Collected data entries
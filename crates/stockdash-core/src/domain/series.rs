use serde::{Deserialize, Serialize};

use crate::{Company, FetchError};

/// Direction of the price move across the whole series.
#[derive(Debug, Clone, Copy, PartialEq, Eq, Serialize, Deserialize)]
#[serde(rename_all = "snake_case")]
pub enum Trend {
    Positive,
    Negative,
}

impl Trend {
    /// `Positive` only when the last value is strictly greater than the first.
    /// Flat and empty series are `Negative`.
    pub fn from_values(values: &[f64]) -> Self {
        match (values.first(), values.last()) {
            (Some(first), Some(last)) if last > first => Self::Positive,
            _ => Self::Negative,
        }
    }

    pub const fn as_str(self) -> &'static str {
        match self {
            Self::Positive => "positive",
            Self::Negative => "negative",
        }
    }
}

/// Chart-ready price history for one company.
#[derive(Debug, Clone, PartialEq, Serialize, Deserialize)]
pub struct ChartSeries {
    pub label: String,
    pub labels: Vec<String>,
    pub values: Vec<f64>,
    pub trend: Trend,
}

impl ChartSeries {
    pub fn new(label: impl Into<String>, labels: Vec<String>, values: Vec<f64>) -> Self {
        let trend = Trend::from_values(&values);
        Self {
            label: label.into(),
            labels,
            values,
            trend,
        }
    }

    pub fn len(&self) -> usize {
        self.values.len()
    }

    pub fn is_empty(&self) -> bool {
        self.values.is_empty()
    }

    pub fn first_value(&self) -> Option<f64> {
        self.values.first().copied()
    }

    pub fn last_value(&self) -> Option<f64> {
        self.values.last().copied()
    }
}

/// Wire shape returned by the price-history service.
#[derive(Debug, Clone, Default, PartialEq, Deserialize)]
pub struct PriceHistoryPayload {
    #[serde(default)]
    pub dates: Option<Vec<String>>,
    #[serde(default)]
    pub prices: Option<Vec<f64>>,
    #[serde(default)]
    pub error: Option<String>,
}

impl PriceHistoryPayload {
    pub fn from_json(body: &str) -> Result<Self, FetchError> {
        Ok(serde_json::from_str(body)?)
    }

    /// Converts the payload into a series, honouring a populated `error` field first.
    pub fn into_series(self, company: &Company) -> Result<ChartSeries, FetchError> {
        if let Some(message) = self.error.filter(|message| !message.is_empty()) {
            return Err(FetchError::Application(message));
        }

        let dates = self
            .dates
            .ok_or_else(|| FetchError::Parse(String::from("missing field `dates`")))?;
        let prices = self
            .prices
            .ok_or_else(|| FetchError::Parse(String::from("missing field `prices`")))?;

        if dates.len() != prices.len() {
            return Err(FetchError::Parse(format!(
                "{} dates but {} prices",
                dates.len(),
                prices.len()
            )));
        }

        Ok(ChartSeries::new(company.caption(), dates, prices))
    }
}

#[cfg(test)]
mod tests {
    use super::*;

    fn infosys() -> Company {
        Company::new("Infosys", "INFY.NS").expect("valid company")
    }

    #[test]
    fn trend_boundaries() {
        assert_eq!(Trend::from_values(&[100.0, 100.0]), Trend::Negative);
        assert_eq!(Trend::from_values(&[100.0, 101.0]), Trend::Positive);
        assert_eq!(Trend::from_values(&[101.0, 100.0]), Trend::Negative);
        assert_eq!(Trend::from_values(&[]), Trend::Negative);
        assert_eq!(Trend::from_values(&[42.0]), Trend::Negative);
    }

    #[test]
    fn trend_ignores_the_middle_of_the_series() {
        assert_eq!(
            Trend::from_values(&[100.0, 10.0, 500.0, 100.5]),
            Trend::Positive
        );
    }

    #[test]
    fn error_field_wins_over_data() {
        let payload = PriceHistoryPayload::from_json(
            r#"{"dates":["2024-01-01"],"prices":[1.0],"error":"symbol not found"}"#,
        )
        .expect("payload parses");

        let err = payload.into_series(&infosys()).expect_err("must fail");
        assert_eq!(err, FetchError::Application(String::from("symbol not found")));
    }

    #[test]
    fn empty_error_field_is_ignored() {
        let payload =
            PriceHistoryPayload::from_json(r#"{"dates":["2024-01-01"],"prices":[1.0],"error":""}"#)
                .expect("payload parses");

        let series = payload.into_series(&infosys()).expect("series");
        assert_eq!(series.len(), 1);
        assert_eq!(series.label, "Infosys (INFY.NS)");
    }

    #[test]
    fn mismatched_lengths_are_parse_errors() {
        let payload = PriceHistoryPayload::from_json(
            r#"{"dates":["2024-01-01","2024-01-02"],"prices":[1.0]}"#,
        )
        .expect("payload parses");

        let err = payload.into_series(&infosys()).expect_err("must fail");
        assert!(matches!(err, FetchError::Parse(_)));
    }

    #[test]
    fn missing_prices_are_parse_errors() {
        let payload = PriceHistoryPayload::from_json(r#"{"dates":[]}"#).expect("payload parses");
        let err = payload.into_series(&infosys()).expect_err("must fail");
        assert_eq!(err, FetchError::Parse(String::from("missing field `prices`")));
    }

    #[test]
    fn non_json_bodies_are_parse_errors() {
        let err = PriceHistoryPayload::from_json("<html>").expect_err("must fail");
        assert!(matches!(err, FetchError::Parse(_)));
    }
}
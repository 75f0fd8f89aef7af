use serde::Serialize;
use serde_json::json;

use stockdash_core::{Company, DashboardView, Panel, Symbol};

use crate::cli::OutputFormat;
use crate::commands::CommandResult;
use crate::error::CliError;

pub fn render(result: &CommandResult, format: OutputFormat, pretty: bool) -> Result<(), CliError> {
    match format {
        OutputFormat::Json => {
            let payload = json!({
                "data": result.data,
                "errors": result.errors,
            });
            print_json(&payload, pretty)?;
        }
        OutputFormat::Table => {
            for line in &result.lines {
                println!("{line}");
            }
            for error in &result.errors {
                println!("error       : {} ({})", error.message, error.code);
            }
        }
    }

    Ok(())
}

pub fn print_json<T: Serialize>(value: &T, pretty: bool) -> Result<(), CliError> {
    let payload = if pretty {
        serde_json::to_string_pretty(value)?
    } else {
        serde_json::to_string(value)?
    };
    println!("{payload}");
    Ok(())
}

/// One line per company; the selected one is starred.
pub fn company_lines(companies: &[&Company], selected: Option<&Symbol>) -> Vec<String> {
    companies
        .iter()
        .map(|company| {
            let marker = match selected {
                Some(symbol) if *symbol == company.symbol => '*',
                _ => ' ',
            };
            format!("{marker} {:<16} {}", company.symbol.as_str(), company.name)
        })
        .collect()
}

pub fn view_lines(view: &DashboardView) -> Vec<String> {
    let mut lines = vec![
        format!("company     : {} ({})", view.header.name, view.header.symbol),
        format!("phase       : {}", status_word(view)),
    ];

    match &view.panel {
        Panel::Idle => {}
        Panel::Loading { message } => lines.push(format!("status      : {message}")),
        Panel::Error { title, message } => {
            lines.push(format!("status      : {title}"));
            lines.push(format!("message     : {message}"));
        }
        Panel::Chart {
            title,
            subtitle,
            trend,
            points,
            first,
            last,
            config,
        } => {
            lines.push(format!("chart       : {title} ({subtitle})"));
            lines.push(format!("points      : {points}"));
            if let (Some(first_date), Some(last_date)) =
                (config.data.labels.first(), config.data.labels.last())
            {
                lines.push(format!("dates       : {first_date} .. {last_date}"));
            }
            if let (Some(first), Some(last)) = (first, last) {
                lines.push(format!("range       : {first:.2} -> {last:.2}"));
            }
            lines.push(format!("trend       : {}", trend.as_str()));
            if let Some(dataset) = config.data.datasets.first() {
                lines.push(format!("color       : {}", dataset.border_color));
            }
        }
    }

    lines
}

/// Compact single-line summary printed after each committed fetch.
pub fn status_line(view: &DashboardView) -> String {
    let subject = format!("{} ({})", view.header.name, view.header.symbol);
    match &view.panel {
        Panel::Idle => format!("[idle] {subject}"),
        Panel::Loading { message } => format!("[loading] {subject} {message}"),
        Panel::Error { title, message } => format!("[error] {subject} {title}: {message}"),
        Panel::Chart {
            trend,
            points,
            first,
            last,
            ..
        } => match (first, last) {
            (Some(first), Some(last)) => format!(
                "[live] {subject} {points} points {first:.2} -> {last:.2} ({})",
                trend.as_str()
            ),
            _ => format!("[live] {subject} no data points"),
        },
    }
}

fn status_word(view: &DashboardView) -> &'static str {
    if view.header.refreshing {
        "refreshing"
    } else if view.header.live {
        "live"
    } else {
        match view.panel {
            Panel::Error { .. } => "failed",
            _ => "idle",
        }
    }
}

The task: Would you retype exactly the lines above, from the line with "let trend = Trend::from_values(&values);" to the line with "pub fn from_json(body: &str)", with both end lines kept and nothing more?

Completed exercise:
        let trend = Trend::from_values(&values);
        Self {
            label: label.into(),
            labels,
            values,
            trend,
        }
    }

    pub fn len(&self) -> usize {
        self.values.len()
    }

    pub fn is_empty(&self) -> bool {
        self.values.is_empty()
    }

    pub fn first_value(&self) -> Option<f64> {
        self.values.first().copied()
    }

    pub fn last_value(&self) -> Option<f64> {
        self.values.last().copied()
    }
}

/// Wire shape returned by the price-history service.
#[derive(Debug, Clone, Default, PartialEq, Deserialize)]
pub struct PriceHistoryPayload {
    #[serde(default)]
    pub dates: Option<Vec<String>>,
    #[serde(default)]
    pub prices: Option<Vec<f64>>,
    #[serde(default)]
    pub error: Option<String>,
}

impl PriceHistoryPayload {
    pub fn from_json(body: &str) -> Result<Self, FetchError> {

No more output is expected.